Task requirements:
Scan the entries that follow for the word "cycle", then report every line in which it appears.

(Items from a dataset)
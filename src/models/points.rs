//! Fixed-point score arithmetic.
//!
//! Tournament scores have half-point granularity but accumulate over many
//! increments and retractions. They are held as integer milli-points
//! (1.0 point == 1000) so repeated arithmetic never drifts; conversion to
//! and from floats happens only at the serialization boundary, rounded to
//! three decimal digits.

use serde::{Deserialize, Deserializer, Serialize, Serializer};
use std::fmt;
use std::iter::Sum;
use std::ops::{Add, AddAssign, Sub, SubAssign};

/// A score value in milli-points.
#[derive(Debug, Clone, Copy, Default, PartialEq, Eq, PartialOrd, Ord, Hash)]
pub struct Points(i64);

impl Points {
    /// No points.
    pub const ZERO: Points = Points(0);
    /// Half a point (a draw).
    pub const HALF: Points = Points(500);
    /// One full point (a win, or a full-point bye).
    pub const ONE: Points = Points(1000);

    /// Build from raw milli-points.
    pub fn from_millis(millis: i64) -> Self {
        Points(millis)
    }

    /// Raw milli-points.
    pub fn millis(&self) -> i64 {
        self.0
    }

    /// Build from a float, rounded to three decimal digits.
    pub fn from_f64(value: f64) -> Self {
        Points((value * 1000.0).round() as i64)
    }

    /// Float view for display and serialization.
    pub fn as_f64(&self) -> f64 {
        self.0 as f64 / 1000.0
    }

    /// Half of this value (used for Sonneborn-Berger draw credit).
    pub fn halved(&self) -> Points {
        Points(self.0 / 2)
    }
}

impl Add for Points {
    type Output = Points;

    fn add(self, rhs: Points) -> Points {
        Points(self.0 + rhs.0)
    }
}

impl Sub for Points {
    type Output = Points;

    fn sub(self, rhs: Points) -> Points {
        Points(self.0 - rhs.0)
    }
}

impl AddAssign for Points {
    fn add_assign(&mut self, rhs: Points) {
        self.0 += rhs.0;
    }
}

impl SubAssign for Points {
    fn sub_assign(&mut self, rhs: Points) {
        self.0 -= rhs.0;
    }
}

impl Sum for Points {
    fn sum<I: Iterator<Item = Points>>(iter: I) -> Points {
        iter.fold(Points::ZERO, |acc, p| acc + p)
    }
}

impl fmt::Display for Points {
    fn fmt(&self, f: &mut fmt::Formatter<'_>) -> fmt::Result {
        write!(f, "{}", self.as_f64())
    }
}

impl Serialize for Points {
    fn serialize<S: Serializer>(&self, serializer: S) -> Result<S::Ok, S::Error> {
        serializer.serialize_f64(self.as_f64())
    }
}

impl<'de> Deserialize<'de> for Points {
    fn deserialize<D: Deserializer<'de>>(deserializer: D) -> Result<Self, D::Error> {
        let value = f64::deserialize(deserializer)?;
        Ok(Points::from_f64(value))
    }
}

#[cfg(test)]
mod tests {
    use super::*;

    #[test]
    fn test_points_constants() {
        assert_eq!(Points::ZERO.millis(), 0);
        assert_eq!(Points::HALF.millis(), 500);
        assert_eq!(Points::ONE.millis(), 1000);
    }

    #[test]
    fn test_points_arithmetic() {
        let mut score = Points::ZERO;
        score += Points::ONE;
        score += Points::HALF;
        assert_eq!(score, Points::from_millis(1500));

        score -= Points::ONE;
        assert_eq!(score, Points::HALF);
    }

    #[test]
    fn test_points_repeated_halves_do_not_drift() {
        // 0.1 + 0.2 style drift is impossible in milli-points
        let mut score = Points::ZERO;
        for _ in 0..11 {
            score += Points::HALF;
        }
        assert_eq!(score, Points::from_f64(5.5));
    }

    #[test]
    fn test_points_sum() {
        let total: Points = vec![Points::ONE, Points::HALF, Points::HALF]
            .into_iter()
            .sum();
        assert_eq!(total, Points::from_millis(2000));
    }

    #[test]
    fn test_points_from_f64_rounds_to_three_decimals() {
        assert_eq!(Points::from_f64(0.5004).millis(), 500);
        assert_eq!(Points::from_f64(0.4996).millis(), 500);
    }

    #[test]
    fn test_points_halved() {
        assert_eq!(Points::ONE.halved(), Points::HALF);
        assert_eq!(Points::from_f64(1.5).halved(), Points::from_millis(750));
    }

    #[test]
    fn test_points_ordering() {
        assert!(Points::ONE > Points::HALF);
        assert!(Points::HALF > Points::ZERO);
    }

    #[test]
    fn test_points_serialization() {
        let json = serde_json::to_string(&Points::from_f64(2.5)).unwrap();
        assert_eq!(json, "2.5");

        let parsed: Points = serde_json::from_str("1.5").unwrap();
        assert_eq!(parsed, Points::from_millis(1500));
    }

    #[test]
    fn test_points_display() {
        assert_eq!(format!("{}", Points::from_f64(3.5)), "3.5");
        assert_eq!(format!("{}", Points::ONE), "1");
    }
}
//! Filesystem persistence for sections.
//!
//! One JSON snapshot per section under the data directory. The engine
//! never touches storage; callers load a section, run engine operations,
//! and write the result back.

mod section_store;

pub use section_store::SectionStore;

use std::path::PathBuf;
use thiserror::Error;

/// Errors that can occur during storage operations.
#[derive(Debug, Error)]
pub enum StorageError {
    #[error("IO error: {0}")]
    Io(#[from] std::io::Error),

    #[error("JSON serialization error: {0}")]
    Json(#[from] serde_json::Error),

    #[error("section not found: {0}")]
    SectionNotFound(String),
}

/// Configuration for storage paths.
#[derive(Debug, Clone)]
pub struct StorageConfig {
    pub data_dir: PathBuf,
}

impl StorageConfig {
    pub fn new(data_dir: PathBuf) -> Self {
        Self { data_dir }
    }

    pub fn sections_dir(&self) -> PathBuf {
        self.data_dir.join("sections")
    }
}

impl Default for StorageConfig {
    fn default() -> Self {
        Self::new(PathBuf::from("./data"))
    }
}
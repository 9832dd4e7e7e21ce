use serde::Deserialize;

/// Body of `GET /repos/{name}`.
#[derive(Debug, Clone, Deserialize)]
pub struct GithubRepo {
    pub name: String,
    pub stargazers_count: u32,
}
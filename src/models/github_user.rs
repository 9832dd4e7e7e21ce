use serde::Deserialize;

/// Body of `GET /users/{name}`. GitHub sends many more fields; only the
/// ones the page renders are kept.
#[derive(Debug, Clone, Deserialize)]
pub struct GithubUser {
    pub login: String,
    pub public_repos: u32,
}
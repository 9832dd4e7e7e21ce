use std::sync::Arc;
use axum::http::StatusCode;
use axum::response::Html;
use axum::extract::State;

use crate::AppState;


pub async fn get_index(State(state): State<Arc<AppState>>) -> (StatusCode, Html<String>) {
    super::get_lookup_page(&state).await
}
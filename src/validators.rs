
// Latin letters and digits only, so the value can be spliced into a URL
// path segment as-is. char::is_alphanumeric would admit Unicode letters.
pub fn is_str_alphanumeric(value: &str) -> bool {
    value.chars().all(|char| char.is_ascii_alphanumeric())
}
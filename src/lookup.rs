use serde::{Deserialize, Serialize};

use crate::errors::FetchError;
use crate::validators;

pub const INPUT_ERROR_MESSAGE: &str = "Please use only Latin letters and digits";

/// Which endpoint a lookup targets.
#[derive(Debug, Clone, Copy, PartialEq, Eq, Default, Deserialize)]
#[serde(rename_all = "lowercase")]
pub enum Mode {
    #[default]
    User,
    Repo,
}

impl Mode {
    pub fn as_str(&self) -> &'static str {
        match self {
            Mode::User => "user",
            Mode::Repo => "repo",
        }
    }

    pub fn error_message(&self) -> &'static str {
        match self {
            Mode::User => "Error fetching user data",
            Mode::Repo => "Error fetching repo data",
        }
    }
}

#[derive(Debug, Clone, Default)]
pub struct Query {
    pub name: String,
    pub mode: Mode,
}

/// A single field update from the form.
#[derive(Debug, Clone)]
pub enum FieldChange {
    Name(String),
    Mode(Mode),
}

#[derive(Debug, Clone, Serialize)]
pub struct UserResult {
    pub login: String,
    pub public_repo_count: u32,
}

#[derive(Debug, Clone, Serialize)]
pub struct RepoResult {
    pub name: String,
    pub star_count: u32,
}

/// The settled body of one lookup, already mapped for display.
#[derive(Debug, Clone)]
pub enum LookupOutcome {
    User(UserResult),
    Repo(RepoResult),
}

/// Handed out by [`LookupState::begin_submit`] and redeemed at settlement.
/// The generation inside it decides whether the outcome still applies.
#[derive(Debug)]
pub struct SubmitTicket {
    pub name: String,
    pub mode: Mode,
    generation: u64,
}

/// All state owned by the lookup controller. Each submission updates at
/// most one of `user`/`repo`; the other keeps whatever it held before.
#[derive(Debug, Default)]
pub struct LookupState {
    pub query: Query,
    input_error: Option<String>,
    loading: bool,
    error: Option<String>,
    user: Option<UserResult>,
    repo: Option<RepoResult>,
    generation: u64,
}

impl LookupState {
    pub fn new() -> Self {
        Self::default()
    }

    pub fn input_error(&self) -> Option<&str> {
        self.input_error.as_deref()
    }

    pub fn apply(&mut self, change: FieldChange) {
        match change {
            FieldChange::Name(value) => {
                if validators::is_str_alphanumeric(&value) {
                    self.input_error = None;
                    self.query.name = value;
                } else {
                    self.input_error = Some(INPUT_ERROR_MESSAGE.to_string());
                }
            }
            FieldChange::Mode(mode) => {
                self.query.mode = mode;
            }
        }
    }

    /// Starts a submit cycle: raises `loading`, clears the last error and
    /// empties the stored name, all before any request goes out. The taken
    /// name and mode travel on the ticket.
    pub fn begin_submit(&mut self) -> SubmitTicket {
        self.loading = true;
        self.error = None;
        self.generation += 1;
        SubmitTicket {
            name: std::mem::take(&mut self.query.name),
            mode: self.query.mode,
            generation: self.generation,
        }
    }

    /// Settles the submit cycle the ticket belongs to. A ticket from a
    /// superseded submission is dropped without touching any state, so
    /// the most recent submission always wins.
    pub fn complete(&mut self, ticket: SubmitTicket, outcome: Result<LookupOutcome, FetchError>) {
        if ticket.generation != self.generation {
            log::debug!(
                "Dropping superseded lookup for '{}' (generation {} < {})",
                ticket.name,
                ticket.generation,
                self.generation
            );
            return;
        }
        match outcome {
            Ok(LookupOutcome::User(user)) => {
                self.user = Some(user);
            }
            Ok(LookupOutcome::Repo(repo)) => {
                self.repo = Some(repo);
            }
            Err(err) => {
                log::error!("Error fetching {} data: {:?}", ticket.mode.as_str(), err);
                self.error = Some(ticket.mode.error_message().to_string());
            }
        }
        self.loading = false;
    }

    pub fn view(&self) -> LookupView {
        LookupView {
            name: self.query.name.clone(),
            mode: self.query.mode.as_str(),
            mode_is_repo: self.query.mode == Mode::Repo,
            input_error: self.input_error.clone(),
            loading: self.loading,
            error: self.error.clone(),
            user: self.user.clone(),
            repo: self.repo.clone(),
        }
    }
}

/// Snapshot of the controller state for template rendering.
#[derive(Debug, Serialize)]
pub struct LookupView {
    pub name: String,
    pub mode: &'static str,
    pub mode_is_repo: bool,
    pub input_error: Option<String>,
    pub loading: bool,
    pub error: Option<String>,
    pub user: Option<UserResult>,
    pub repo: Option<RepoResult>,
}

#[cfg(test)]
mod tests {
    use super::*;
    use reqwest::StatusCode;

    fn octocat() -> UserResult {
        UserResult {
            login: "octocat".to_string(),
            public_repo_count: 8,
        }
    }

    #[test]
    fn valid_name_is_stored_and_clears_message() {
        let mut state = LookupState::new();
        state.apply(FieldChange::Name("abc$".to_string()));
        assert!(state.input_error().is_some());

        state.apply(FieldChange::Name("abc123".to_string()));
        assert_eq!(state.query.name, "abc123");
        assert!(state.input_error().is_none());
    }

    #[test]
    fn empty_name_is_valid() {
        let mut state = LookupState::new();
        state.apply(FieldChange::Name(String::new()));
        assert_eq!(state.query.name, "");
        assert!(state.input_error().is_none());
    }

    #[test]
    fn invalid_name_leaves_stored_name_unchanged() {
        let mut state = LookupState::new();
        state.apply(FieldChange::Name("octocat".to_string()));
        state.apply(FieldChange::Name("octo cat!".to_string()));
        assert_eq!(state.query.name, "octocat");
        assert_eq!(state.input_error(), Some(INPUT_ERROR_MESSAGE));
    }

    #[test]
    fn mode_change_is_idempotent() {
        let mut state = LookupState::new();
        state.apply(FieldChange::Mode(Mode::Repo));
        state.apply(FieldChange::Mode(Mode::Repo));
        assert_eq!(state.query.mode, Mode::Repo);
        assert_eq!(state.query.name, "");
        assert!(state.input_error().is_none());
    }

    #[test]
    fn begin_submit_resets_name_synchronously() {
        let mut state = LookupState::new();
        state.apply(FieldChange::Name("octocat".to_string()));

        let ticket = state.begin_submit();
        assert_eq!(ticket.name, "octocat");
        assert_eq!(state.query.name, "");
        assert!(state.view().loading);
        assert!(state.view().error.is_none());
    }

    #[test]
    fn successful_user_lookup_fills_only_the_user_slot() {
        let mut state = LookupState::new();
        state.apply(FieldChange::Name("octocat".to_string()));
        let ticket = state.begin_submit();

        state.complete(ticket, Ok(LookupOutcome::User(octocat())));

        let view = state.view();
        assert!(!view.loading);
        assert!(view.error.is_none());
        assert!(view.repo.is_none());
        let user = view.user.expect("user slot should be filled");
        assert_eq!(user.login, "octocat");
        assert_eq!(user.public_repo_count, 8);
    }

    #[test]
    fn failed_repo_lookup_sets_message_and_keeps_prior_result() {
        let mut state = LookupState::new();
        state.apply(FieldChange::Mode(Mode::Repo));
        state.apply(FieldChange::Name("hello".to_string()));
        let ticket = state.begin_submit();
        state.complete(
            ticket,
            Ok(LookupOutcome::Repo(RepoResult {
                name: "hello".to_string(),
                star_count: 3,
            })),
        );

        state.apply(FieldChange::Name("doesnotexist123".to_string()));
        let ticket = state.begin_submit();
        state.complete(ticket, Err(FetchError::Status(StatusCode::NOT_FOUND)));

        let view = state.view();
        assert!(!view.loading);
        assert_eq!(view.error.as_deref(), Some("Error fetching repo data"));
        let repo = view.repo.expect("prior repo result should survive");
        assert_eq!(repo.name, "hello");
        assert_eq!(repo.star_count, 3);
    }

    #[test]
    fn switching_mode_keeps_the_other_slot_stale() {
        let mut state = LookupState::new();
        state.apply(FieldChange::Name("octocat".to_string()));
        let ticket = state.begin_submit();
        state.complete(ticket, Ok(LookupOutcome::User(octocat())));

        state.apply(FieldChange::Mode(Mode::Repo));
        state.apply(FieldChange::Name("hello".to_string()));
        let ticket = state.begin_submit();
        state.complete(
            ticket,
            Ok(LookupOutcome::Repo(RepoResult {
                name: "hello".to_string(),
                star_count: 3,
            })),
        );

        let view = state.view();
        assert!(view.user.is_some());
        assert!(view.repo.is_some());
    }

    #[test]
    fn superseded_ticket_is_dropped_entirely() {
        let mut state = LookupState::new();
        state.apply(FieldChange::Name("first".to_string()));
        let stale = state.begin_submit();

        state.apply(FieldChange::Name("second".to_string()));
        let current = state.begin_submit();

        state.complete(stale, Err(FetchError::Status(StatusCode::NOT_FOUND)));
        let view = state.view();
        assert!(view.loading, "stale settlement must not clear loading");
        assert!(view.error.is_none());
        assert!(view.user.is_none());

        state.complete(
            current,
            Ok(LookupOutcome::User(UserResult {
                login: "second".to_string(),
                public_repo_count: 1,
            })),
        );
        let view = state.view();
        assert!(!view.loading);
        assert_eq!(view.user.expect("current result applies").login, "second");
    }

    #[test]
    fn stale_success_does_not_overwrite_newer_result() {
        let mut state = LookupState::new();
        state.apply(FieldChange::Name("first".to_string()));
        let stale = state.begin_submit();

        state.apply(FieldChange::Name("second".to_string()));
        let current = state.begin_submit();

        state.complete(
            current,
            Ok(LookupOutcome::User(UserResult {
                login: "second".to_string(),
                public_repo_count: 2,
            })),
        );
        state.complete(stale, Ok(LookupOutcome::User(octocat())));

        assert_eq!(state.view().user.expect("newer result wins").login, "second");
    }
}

Response:
    /// Starts a submit cycle: raises `loading`, clears the last error and
    /// Settles the submit cycle the ticket belongs to. A ticket from a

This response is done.